A handful of snails from Thursday’s dinner, with a bit of quinoa:
Give this a peep
Dance and martial arts together. Quite a stunning performance!
Bullet notes from my desk
A thought I’d like to develop in the future: Our brains build and run on their own algorithms, blinding us to things we’d otherwise see and suggesting things to us for “no reason”. What’s going on there?
My family has a few slang terms we use among ourselves: one that seems vaguely connected to today’s post is “so be.” Said in an sassy tone of voice with a certain tilt of the head, “so be” roughly means “I’m gonna say/do/think this anyways, I couldn’t careless about what you think, so try to stop me.” I’m probably philosophizing too hard on this, but here goes. It almost seems like the speaker understands that all the other person could do is be whoever they are, and that it doesn’t need to affect or influence them more than they allow, once they’re conscious of the interaction.

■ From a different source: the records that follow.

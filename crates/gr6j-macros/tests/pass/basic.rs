use gr6j_macros::Fluxes;

#[derive(Debug, Clone, Copy, Fluxes)]
pub struct StepFluxes {
    pub precip: f64,
    pub routing_store: f64,
    pub run_off: f64,
}

fn main() {
    let mut ts = StepFluxesTimeseries::with_capacity(10);
    for t in 0..4 {
        let f = StepFluxes {
            precip: t as f64,
            routing_store: 10.0,
            run_off: 0.5 * t as f64,
        };
        ts.push(&f);
    }
    assert_eq!(ts.len(), 4);
    assert!(!ts.is_empty());
    assert_eq!(StepFluxes::field_names(), &["precip", "routing_store", "run_off"]);

    ts.drain_front(2);
    assert_eq!(ts.len(), 2);
    assert_eq!(ts.field("precip"), Some(&[2.0, 3.0][..]));
    assert_eq!(ts.field("run_off"), Some(&[1.0, 1.5][..]));
    assert_eq!(ts.field("missing"), None);

    ts.drain_front(10);
    assert!(ts.is_empty());
}
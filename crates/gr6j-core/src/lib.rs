/// gr6j-core: the GR6J daily rainfall-runoff model with Latin-hypercube
/// calibration.
///
/// Direct runs go through [`model::Model`], calibration batches through
/// [`calibration::Calibration`]. The library logs through the `log` facade
/// and installs no logger.
pub mod calibration;
pub mod catchment;
pub mod error;
pub mod forcing;
pub mod gr6j;
pub mod metrics;
pub mod model;
pub mod period;
pub mod runoff;
pub mod traits;

pub use calibration::{Calibration, CalibrationInputs, CalibrationResult, CatchmentRanges};
pub use catchment::CatchmentUnit;
pub use error::{ConfigurationError, DataError, Gr6jError, MetricError};
pub use gr6j::{Parameters, StoreLevels};
pub use model::{Model, ModelInputs, ModelOutputs};
pub use period::ModelPeriod;
pub use runoff::RunOffUnit;
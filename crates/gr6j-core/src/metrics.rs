//! Goodness-of-fit metrics.
//!
//! All metrics take observed and simulated slices of equal length. The
//! Nash-Sutcliffe efficiency is the calibration objective; the others are
//! reported alongside it, for direct runs and for every calibration sample.

use serde::{Deserialize, Serialize};

use crate::error::MetricError;

fn check_pair(observed: &[f64], simulated: &[f64]) -> Result<(), MetricError> {
    if observed.len() != simulated.len() {
        return Err(MetricError::LengthMismatch {
            observed: observed.len(),
            simulated: simulated.len(),
        });
    }
    if observed.is_empty() {
        return Err(MetricError::Empty);
    }
    Ok(())
}

fn mean(values: &[f64]) -> f64 {
    values.iter().sum::<f64>() / values.len() as f64
}

/// Sum of squared deviations from the mean.
pub(crate) fn sum_sq_dev(values: &[f64]) -> f64 {
    let m = mean(values);
    values.iter().map(|v| (v - m).powi(2)).sum()
}

/// Fail when the observed series cannot be scored by NSE.
pub fn check_observed_variance(observed: &[f64]) -> Result<f64, MetricError> {
    if observed.is_empty() {
        return Err(MetricError::Empty);
    }
    // A constant series may leave rounding residue around its mean.
    let first = observed[0];
    if observed.iter().all(|&o| o == first) {
        return Err(MetricError::ZeroVariance);
    }
    let denominator = sum_sq_dev(observed);
    if denominator <= f64::EPSILON * observed.len() as f64 * mean(observed).powi(2) {
        return Err(MetricError::ZeroVariance);
    }
    Ok(denominator)
}

/// Nash-Sutcliffe Efficiency. Range: (-inf, 1], 1 = perfect.
///
/// `NSE = 1 - Σ(obs - sim)² / Σ(obs - mean(obs))²`
pub fn nse(observed: &[f64], simulated: &[f64]) -> Result<f64, MetricError> {
    check_pair(observed, simulated)?;
    let denominator = check_observed_variance(observed)?;
    Ok(nse_with_denominator(observed, simulated, denominator))
}

/// NSE with a precomputed `Σ(obs - mean(obs))²`, for scoring many
/// simulations against the same observations.
pub(crate) fn nse_with_denominator(observed: &[f64], simulated: &[f64], denominator: f64) -> f64 {
    let numerator: f64 = observed
        .iter()
        .zip(simulated)
        .map(|(o, s)| (o - s).powi(2))
        .sum();
    1.0 - numerator / denominator
}

/// NSE on log-transformed flows, emphasising low flows.
///
/// Steps where either value is not strictly positive are skipped.
pub fn log_nse(observed: &[f64], simulated: &[f64]) -> Result<f64, MetricError> {
    check_pair(observed, simulated)?;
    let (log_obs, log_sim): (Vec<f64>, Vec<f64>) = observed
        .iter()
        .zip(simulated)
        .filter(|(o, s)| **o > 0.0 && **s > 0.0)
        .map(|(o, s)| (o.ln(), s.ln()))
        .unzip();
    nse(&log_obs, &log_sim)
}

/// Which variability ratio the Kling-Gupta efficiency uses.
#[derive(Debug, Clone, Copy, PartialEq, Eq)]
pub enum KgeVariant {
    /// Ratio of standard deviations (Gupta et al., 2009).
    Y2009,
    /// Ratio of coefficients of variation (Kling et al., 2012).
    Y2012,
}

/// Fractional ranks, 1-based. Tied values share the mean of their ranks.
fn rank(values: &[f64]) -> Vec<f64> {
    values
        .iter()
        .map(|v| {
            let below = values.iter().filter(|o| *o < v).count() as f64;
            let tied = values.iter().filter(|o| *o == v).count() as f64;
            1.0 + below + (tied - 1.0) * 0.5
        })
        .collect()
}

/// Spearman rank correlation `1 - 6Σd² / (n(n² - 1))`.
pub fn spearman(x: &[f64], y: &[f64]) -> Result<f64, MetricError> {
    check_pair(x, y)?;
    let n = x.len() as f64;
    if n < 2.0 {
        return Ok(0.0);
    }
    let d2: f64 = rank(x)
        .iter()
        .zip(rank(y))
        .map(|(a, b)| (a - b).powi(2))
        .sum();
    Ok(1.0 - 6.0 * d2 / (n * (n * n - 1.0)))
}

/// Non-parametric Kling-Gupta Efficiency. Range: (-inf, 1], 1 = perfect.
///
/// The correlation term is Spearman's rank correlation; variability uses
/// population standard deviations.
pub fn kge(observed: &[f64], simulated: &[f64], variant: KgeVariant) -> Result<f64, MetricError> {
    check_pair(observed, simulated)?;
    let n = observed.len() as f64;
    let mean_o = mean(observed);
    let mean_s = mean(simulated);
    let std_o = (sum_sq_dev(observed) / n).sqrt();
    let std_s = (sum_sq_dev(simulated) / n).sqrt();

    let r = if std_o == 0.0 || std_s == 0.0 {
        0.0
    } else {
        spearman(observed, simulated)?
    };
    let beta = if mean_o == 0.0 { 0.0 } else { mean_s / mean_o };
    let alpha = match variant {
        KgeVariant::Y2009 if std_o != 0.0 => std_s / std_o,
        KgeVariant::Y2012 if std_o != 0.0 && mean_s != 0.0 => {
            (std_s / mean_s) / (std_o / mean_o)
        }
        _ => 0.0,
    };

    Ok(1.0 - ((r - 1.0).powi(2) + (alpha - 1.0).powi(2) + (beta - 1.0).powi(2)).sqrt())
}

/// Root Mean Square Error. Range: [0, inf), 0 = perfect.
pub fn rmse(observed: &[f64], simulated: &[f64]) -> Result<f64, MetricError> {
    check_pair(observed, simulated)?;
    let mse = observed
        .iter()
        .zip(simulated)
        .map(|(o, s)| (o - s).powi(2))
        .sum::<f64>()
        / observed.len() as f64;
    Ok(mse.sqrt())
}

/// Relative volume error `(Σsim - Σobs) / Σobs`. Optimal = 0, positive =
/// overestimation. Infinite when the observed volume is zero.
pub fn volume_error(observed: &[f64], simulated: &[f64]) -> Result<f64, MetricError> {
    check_pair(observed, simulated)?;
    let sum_obs: f64 = observed.iter().sum();
    if sum_obs == 0.0 {
        return Ok(f64::INFINITY);
    }
    let sum_sim: f64 = simulated.iter().sum();
    Ok((sum_sim - sum_obs) / sum_obs)
}

/// Skill scores of one simulation against observations.
#[derive(Debug, Clone, Copy, PartialEq, Serialize, Deserialize)]
pub struct Metrics {
    pub nash_sutcliffe: f64,
    /// `None` when fewer than two positive flow pairs vary.
    pub log_nash_sutcliffe: Option<f64>,
    pub kling_gupta: f64,
    pub rmse: f64,
    pub volume_error: f64,
}

impl Metrics {
    pub fn compute(observed: &[f64], simulated: &[f64]) -> Result<Self, MetricError> {
        let nash_sutcliffe = nse(observed, simulated)?;
        Self::with_nash_sutcliffe(observed, simulated, nash_sutcliffe)
    }

    /// Fill in the remaining scores around an NSE already computed.
    pub(crate) fn with_nash_sutcliffe(
        observed: &[f64],
        simulated: &[f64],
        nash_sutcliffe: f64,
    ) -> Result<Self, MetricError> {
        Ok(Self {
            nash_sutcliffe,
            log_nash_sutcliffe: log_nse(observed, simulated).ok(),
            kling_gupta: kge(observed, simulated, KgeVariant::Y2009)?,
            rmse: rmse(observed, simulated)?,
            volume_error: volume_error(observed, simulated)?,
        })
    }
}

#[cfg(test)]
mod tests {
    use super::*;
    use approx::assert_relative_eq;

    // --- NSE ---

    #[test]
    fn nse_perfect_match() {
        let obs = [1.0, 2.0, 3.0, 4.0, 5.0];
        assert_eq!(nse(&obs, &obs).unwrap(), 1.0);
    }

    #[test]
    fn nse_mean_simulation_gives_zero() {
        let obs = [1.0, 2.0, 3.0, 4.0, 5.0];
        let sim = [3.0; 5];
        assert_relative_eq!(nse(&obs, &sim).unwrap(), 0.0, epsilon = 1e-10);
    }

    #[test]
    fn nse_constant_observed_is_an_error() {
        let obs = [5.0; 5];
        let sim = [1.0, 2.0, 3.0, 4.0, 5.0];
        assert_eq!(nse(&obs, &sim).unwrap_err(), MetricError::ZeroVariance);
    }

    #[test]
    fn nse_unrepresentable_constant_is_an_error() {
        // 0.1 leaves a tiny residue around its computed mean
        let obs = [0.1; 3];
        assert_eq!(check_observed_variance(&obs).unwrap_err(), MetricError::ZeroVariance);
        assert_eq!(nse(&obs, &[0.2; 3]).unwrap_err(), MetricError::ZeroVariance);
        assert!(check_observed_variance(&[0.1, 0.1, 0.1000001]).is_ok());
    }

    #[test]
    fn nse_length_mismatch_is_an_error() {
        assert_eq!(
            nse(&[1.0, 2.0], &[1.0]).unwrap_err(),
            MetricError::LengthMismatch {
                observed: 2,
                simulated: 1
            }
        );
        assert_eq!(nse(&[], &[]).unwrap_err(), MetricError::Empty);
    }

    #[test]
    fn nse_known_value() {
        // num = 0.01+0.04+0.04+0.01+0.01 = 0.11, den = 10
        let obs = [1.0, 2.0, 3.0, 4.0, 5.0];
        let sim = [1.1, 2.2, 2.8, 4.1, 4.9];
        assert_relative_eq!(nse(&obs, &sim).unwrap(), 0.989, epsilon = 1e-10);
    }

    #[test]
    fn nse_poor_simulation_negative() {
        let obs = [1.0, 2.0, 3.0, 4.0, 5.0];
        let sim = [5.0, 4.0, 3.0, 2.0, 1.0];
        assert!(nse(&obs, &sim).unwrap() < 0.0);
    }

    // --- Log NSE ---

    #[test]
    fn log_nse_perfect_match_skips_zeros() {
        let obs = [0.0, 1.0, 2.0, 3.0, 4.0];
        assert_relative_eq!(log_nse(&obs, &obs).unwrap(), 1.0, epsilon = 1e-10);
    }

    #[test]
    fn log_nse_weights_low_flows() {
        let obs = [0.1, 0.2, 10.0, 20.0];
        let low_miss = [0.2, 0.4, 10.0, 20.0];
        let high_miss = [0.1, 0.2, 11.0, 22.0];
        assert!(log_nse(&obs, &low_miss).unwrap() < log_nse(&obs, &high_miss).unwrap());
    }

    // --- KGE ---

    const A: [f64; 6] = [1250.0, 0.3, 500.0, 5.2, 2.0, 10.0];
    const B: [f64; 6] = [150.0, 0.03, 200.0, 5.2, 20.0, 15.0];

    #[test]
    fn ranks_average_ties() {
        assert_eq!(rank(&[3.0, 1.0, 3.0, 2.0]), vec![3.5, 1.0, 3.5, 2.0]);
        let x = [106.0, 100.0, 86.0, 101.0, 99.0, 103.0, 97.0, 113.0, 112.0, 110.0];
        assert_eq!(rank(&x), vec![7.0, 4.0, 1.0, 5.0, 3.0, 6.0, 2.0, 10.0, 9.0, 8.0]);
    }

    #[test]
    fn spearman_known_values() {
        let x = [106.0, 100.0, 86.0, 101.0, 99.0, 103.0, 97.0, 113.0, 112.0, 110.0];
        let y = [7.0, 27.0, 2.0, 50.0, 28.0, 29.0, 20.0, 12.0, 6.0, 17.0];
        assert_relative_eq!(spearman(&x, &y).unwrap(), -0.17575757575757578, epsilon = 1e-12);
        assert_relative_eq!(spearman(&A, &B).unwrap(), 0.7714285714285715, epsilon = 1e-12);
    }

    #[test]
    fn kge_known_values() {
        assert_relative_eq!(
            kge(&A, &B, KgeVariant::Y2009).unwrap(),
            -0.16047005836641337,
            epsilon = 1e-12
        );
        assert_relative_eq!(
            kge(&A, &B, KgeVariant::Y2012).unwrap(),
            0.15721037908744573,
            epsilon = 1e-12
        );
    }

    #[test]
    fn kge_perfect_match() {
        let obs = [1.0, 2.0, 3.0, 4.0, 5.0];
        assert_relative_eq!(kge(&obs, &obs, KgeVariant::Y2009).unwrap(), 1.0, epsilon = 1e-10);
        assert_relative_eq!(kge(&obs, &obs, KgeVariant::Y2012).unwrap(), 1.0, epsilon = 1e-10);
    }

    #[test]
    fn kge_bias_only() {
        // Shifted series: r = 1, alpha = 1, beta = 4/3
        let obs = [1.0, 2.0, 3.0, 4.0, 5.0];
        let sim = [2.0, 3.0, 4.0, 5.0, 6.0];
        assert_relative_eq!(
            kge(&obs, &sim, KgeVariant::Y2009).unwrap(),
            1.0 - 1.0 / 3.0,
            epsilon = 1e-10
        );
    }

    #[test]
    fn kge_variability_reduces_score() {
        let obs = [1.0, 2.0, 3.0, 4.0, 5.0];
        let sim = [2.0, 2.5, 3.0, 3.5, 4.0];
        assert!(kge(&obs, &sim, KgeVariant::Y2009).unwrap() < 1.0);
    }

    #[test]
    fn kge_zero_variance_observed_is_finite() {
        let obs = [3.0; 5];
        let sim = [1.0, 2.0, 3.0, 4.0, 5.0];
        assert!(kge(&obs, &sim, KgeVariant::Y2009).unwrap().is_finite());
    }

    // --- RMSE ---

    #[test]
    fn rmse_values() {
        let obs = [1.0, 2.0, 3.0];
        assert_eq!(rmse(&obs, &obs).unwrap(), 0.0);
        assert_relative_eq!(
            rmse(&obs, &[1.0, 2.0, 4.0]).unwrap(),
            (1.0_f64 / 3.0).sqrt(),
            epsilon = 1e-10
        );
    }

    // --- Volume error ---

    #[test]
    fn volume_error_values() {
        let obs = [10.0, 20.0, 30.0];
        assert_relative_eq!(
            volume_error(&obs, &[12.0, 22.0, 32.0]).unwrap(),
            0.1,
            epsilon = 1e-12
        );
        assert_eq!(
            volume_error(&[0.0; 3], &[1.0, 2.0, 3.0]).unwrap(),
            f64::INFINITY
        );
    }

    // --- Bundle ---

    #[test]
    fn metrics_bundle() {
        let obs = [1.0, 2.0, 3.0, 4.0, 5.0];
        let m = Metrics::compute(&obs, &obs).unwrap();
        assert_eq!(m.nash_sutcliffe, 1.0);
        assert_eq!(m.rmse, 0.0);
        assert_eq!(m.volume_error, 0.0);
        assert!(m.log_nash_sutcliffe.is_some());

        assert!(Metrics::compute(&[2.0; 5], &obs).is_err());
    }
}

So be.
There is a whole other discussion to be had on how we could know “facts” to be what we interpret them to be, as in how we must suspend disbelief in our own thoughts, our senses, and the correlation between the two — or else succumb to clinical insanity. All of us operate from presuppositions that we dare not question, cannot allow ourselves to not hold as absolutely true — things like consciousness, for example. In a sense, then, there is no way to exist as an intelligent being without a sort of desperate, irrational “faith” in rationality itself — a desperation deeper and more acute than our need for physical sustenance. I suppose this is part of what the Scriptures mean when it says that everything is created and held together by the Word, the Logos, the Reason. If we were to deny even this “faith”, there is nothing but the darkest sort of lobotomy, the kind that is eternal and internal. And so we never dare to admit that we actually don’t truly know, could not know anything - we only think we do (and believe so), despite the yawning, infinite unknown lurking at the edges of our minds.
Not everyone enjoys to tease these things out in their minds. Perhaps many are not able to. Such statements are not meant as judgements against people content with operating at the level of beliefs, emotions, and facts as they are. But for those of us who seem to relish a good headache every once in a while, metabeliefs are worth developing + tracking over time. If only just for fun. ;)
Fear and Trembling, Søren Kierkegaard. This concept is mentioned time and time again in the book.
See James 1:27, Micah 6:8, Ecclesiastes 12:13, for starters.